In some implementations, the plurality of anchors includes a plurality of objects in an environment for the building structure, and the reference poses and the real-world poses include positional vectors and transforms (e.g., x, y, z coordinates, and rotational and translational parameters) of the plurality of objects. In some implementations, the plurality of anchors includes a plurality of camera positions, and the reference poses and the real-world poses include positional vectors and transforms of the plurality of camera positions. In some implementations, the world map data further includes data for the non-camera anchors within an image of the plurality of images. Some implementations augment the data for the non-camera anchors within an image with point cloud data. In some implementations, the point cloud information is generated by a Light Detection and Ranging (LiDAR) sensor. In some implementations, the plurality of images is obtained using a device configured to generate the real-world poses based on sensor data.

The method also includes selecting candidate poses from the real-world poses based on corresponding reference poses. Some implementations select at least sequential candidate poses from the real-world poses based on the corresponding reference poses. Some implementations compare a ratio of translation changes of the reference poses to the ratio of translation changes in the corresponding real-world poses. Some implementations discard real-world poses where the ratio or proportion is not consistent with the reference pose ratio. Some implementations use the resulting candidate poses for applying their geometric translation as a scaling factor as further described below.

In some implementations, the world map data includes tracking states that include validity information for the real-world poses. Some implementations select the candidate poses from the real-world poses further based on validity information in the tracking states. Some implementations select poses that have tracking states with high confidence positions, or discard poses with low confidence levels. In some implementations, the plurality of images is captured using a smartphone, and the validity information corresponds to continuity data for the smartphone while capturing the plurality of images.

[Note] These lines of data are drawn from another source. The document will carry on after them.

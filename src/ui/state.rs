use std::collections::HashMap;
use std::time::Instant;

use gtk4 as gtk;
use gtk4::gdk_pixbuf::Pixbuf;
use libadwaita as adw;
use rand::SeedableRng;
use rand::rngs::StdRng;
use tracing::{debug, info};

use crate::config::GameConfig;
use crate::error::GameError;
use crate::game::assets::{AssetCatalog, ImageId};
use crate::game::board::{Board, GRID_SIDE, TILE_MARGIN, TILE_SIZE};
use crate::game::turn::{Outcome, TurnController};

/// Edge of a face image once scaled into its cell.
pub const FACE_SIZE: i32 = (TILE_SIZE - 2 * TILE_MARGIN) as i32;

pub struct AppState {
    pub config: GameConfig,
    pub catalog: AssetCatalog,
    pub app: Option<adw::Application>,
    pub view_stack: Option<gtk::Stack>,
    pub header: Option<adw::HeaderBar>,
    pub restart_button: Option<gtk::Button>,
    pub title_menu: Option<gtk::Label>,
    pub title_game: Option<gtk::Widget>,
    pub title_game_subtitle: Option<gtk::Label>,
    pub title_result: Option<gtk::Label>,
    pub board_area: Option<gtk::DrawingArea>,
    pub chart_area: Option<gtk::DrawingArea>,
    pub result_banner_label: Option<gtk::Label>,
    pub result_summary_label: Option<gtk::Label>,

    // Game state
    pub game: Option<TurnController<StdRng>>,
    pub game_id: u64,
    pub faces: HashMap<ImageId, Pixbuf>,
    pub outcome: Option<Outcome>,
    pub fatal: Option<GameError>,
}

impl AppState {
    pub fn new(config: GameConfig, catalog: AssetCatalog) -> Self {
        AppState {
            config,
            catalog,
            app: None,
            view_stack: None,
            header: None,
            restart_button: None,
            title_menu: None,
            title_game: None,
            title_game_subtitle: None,
            title_result: None,
            board_area: None,
            chart_area: None,
            result_banner_label: None,
            result_summary_label: None,
            game: None,
            game_id: 0,
            faces: HashMap::new(),
            outcome: None,
            fatal: None,
        }
    }

    fn game_rng(&self) -> StdRng {
        match self.config.seed {
            // Each new game in a seeded session gets its own, still reproducible, stream.
            Some(seed) => StdRng::seed_from_u64(seed.wrapping_add(self.game_id.wrapping_sub(1))),
            None => StdRng::from_os_rng(),
        }
    }

    fn load_faces(&mut self, board: &Board) -> Result<(), GameError> {
        for tile in board.tiles() {
            if self.faces.contains_key(&tile.identity) {
                continue;
            }
            let path = self.catalog.path_of(&tile.identity);
            let pixbuf = Pixbuf::from_file_at_scale(&path, FACE_SIZE, FACE_SIZE, false)
                .map_err(|source| GameError::ImageLoad {
                    path: path.clone(),
                    source,
                })?;
            debug!(image = %tile.identity, "face loaded");
            self.faces.insert(tile.identity.clone(), pixbuf);
        }
        Ok(())
    }

    pub fn reset_game(&mut self) -> Result<(), GameError> {
        self.game_id = self.game_id.wrapping_add(1);
        self.game = None;
        self.outcome = None;

        let mut rng = self.game_rng();
        let board = Board::build(GRID_SIDE, &self.catalog, &mut rng)?;
        self.load_faces(&board)?;
        // The player's clock starts once the faces are ready.
        self.game = Some(TurnController::new(board, rng, Instant::now()));
        info!(game_id = self.game_id, "new game started");
        Ok(())
    }
}
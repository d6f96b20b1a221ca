fn main() {
    println!("cargo:rerun-if-changed=data/resources.gresource.xml");
    println!("cargo:rerun-if-changed=data/style.css");

    let out_dir = std::env::var("OUT_DIR").expect("OUT_DIR not set");
    let output = std::path::Path::new(&out_dir).join("memory-duel.gresource");
    let status = std::process::Command::new("glib-compile-resources")
        .arg("--sourcedir=data")
        .arg("--target")
        .arg(&output)
        .arg("data/resources.gresource.xml")
        .status()
        .expect("failed to execute glib-compile-resources");

    if !status.success() {
        panic!("glib-compile-resources failed");
    }
}
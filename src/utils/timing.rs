//! Call wrappers for timing and debug tracing, plus debug logging setup.

use env_logger::Env;
use log::{debug, info, LevelFilter};
use std::fmt::Debug;
use std::time::{Duration, Instant};

/// Run `f`, log how long it took, and return its result.
///
/// # Examples
/// ```
/// use libbart::utils::timing::timer;
///
/// let total = timer("sum", || (1..=10).sum::<u32>());
/// assert_eq!(total, 55);
/// ```
pub fn timer<T, F>(name: &str, f: F) -> T
where
    F: FnOnce() -> T,
{
    let (value, elapsed) = timed(f);
    info!("time required ({}): {:.6}s", name, elapsed.as_secs_f64());
    value
}

/// Run `f` and return its result with the elapsed wall time
pub fn timed<T, F>(f: F) -> (T, Duration)
where
    F: FnOnce() -> T,
{
    let before = Instant::now();
    let value = f();
    (value, before.elapsed())
}

/// Log a call with its arguments and its return value at debug level
pub fn debug_call<A, T, F>(name: &str, args: A, f: F) -> T
where
    A: Debug,
    T: Debug,
    F: FnOnce(A) -> T,
{
    debug!("Calling {}({:?})", name, args);
    let value = f(args);
    debug!("{} returned {:?}", name, value);
    value
}

/// Initialise logging at debug level.
///
/// Has no effect when a logger is already installed.
pub fn enable_debug() {
    init_logging(LevelFilter::Debug);
}

/// Initialise `env_logger` with a default filter, `RUST_LOG` still wins.
///
/// Has no effect when a logger is already installed.
pub fn init_logging(level: LevelFilter) {
    let default = level.to_string().to_lowercase();
    if env_logger::Builder::from_env(Env::default().default_filter_or(default))
        .try_init()
        .is_err()
    {
        debug!("Logger already initialised, keeping existing configuration");
    }
}

#[cfg(test)]
mod tests {
    use super::*;

    #[test]
    fn test_timer_returns_value() {
        assert_eq!(timer("concat", || format!("{}-{}", "a", "b")), "a-b");
    }

    #[test]
    fn test_timed_measures() {
        let (value, elapsed) = timed(|| {
            std::thread::sleep(Duration::from_millis(5));
            7
        });
        assert_eq!(value, 7);
        assert!(elapsed >= Duration::from_millis(5));
    }

    #[test]
    fn test_debug_call_passes_args() {
        let result = debug_call("add", (2, 3), |(a, b)| a + b);
        assert_eq!(result, 5);
    }

    #[test]
    fn test_enable_debug_is_idempotent() {
        enable_debug();
        enable_debug();
    }
}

The method also includes calculating a scaling factor for a 3-D representation of the building structure based on correlating the reference poses with the candidate poses. In some implementations, calculating the scaling factor is further based on obtaining an orthographic view of the building structure, calculating a scaling factor based on the orthographic view, and adjusting (i) the scale of the 3-D representation based on the scaling factor, or (ii) a previous scaling factor based on the orthographic scaling factor. For example, some implementations determine scale using satellite imagery that provide an orthographic view. Some implementations perform reconstruction steps to show a plan view of the 3-D representation or camera information or image information associated with the 3-D representation. Some implementations zoom in/out the reconstructed model until it matches the orthographic view, thereby computing the scale. Some implementations perform measurements based on the scaled 3-D structure.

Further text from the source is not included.